» ACTION ITEM: Copy every line of the entries that includes the word "PartialEq".

» DATASET EXTRACT:
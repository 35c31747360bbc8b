//! ci.build.command — Pending directive queued against a build.

use std::fmt;
use std::str::FromStr;

use chrono::{DateTime, Utc};
use diesel::prelude::*;
use serde::{Deserialize, Serialize};

use crate::schema::ci_build_commands;

#[derive(Debug, Clone, PartialEq, Eq, Queryable, Selectable, Serialize, Deserialize)]
#[diesel(table_name = ci_build_commands)]
pub struct CiBuildCommand {
    /// Creation order; commands are always read back ascending.
    pub id: i64,
    pub author_phid: String,
    /// PHID of the build the command applies to.
    pub target_phid: String,
    pub command: String,
    pub create_date: Option<DateTime<Utc>>,
}

impl CiBuildCommand {
    pub fn kind(&self) -> Option<CommandKind> {
        self.command.parse().ok()
    }
}

#[derive(Debug, Clone, Copy, PartialEq, Eq, Hash, Serialize, Deserialize)]
#[serde(rename_all = "lowercase")]
pub enum CommandKind {
    Restart,
    Pause,
    Resume,
    Abort,
}

impl CommandKind {
    pub fn as_str(self) -> &'static str {
        match self {
            CommandKind::Restart => "restart",
            CommandKind::Pause => "pause",
            CommandKind::Resume => "resume",
            CommandKind::Abort => "abort",
        }
    }
}

impl fmt::Display for CommandKind {
    fn fmt(&self, f: &mut fmt::Formatter<'_>) -> fmt::Result {
        f.write_str(self.as_str())
    }
}

#[derive(Debug, Clone, PartialEq, Eq, thiserror::Error)]
#[error("unknown build command: {0}")]
pub struct UnknownCommand(pub String);

impl FromStr for CommandKind {
    type Err = UnknownCommand;

    fn from_str(s: &str) -> Result<Self, Self::Err> {
        match s {
            "restart" => Ok(CommandKind::Restart),
            "pause" => Ok(CommandKind::Pause),
            "resume" => Ok(CommandKind::Resume),
            "abort" => Ok(CommandKind::Abort),
            other => Err(UnknownCommand(other.to_string())),
        }
    }
}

» RESULT:
#[derive(Debug, Clone, PartialEq, Eq, Queryable, Selectable, Serialize, Deserialize)]
#[derive(Debug, Clone, Copy, PartialEq, Eq, Hash, Serialize, Deserialize)]
#[derive(Debug, Clone, PartialEq, Eq, thiserror::Error)]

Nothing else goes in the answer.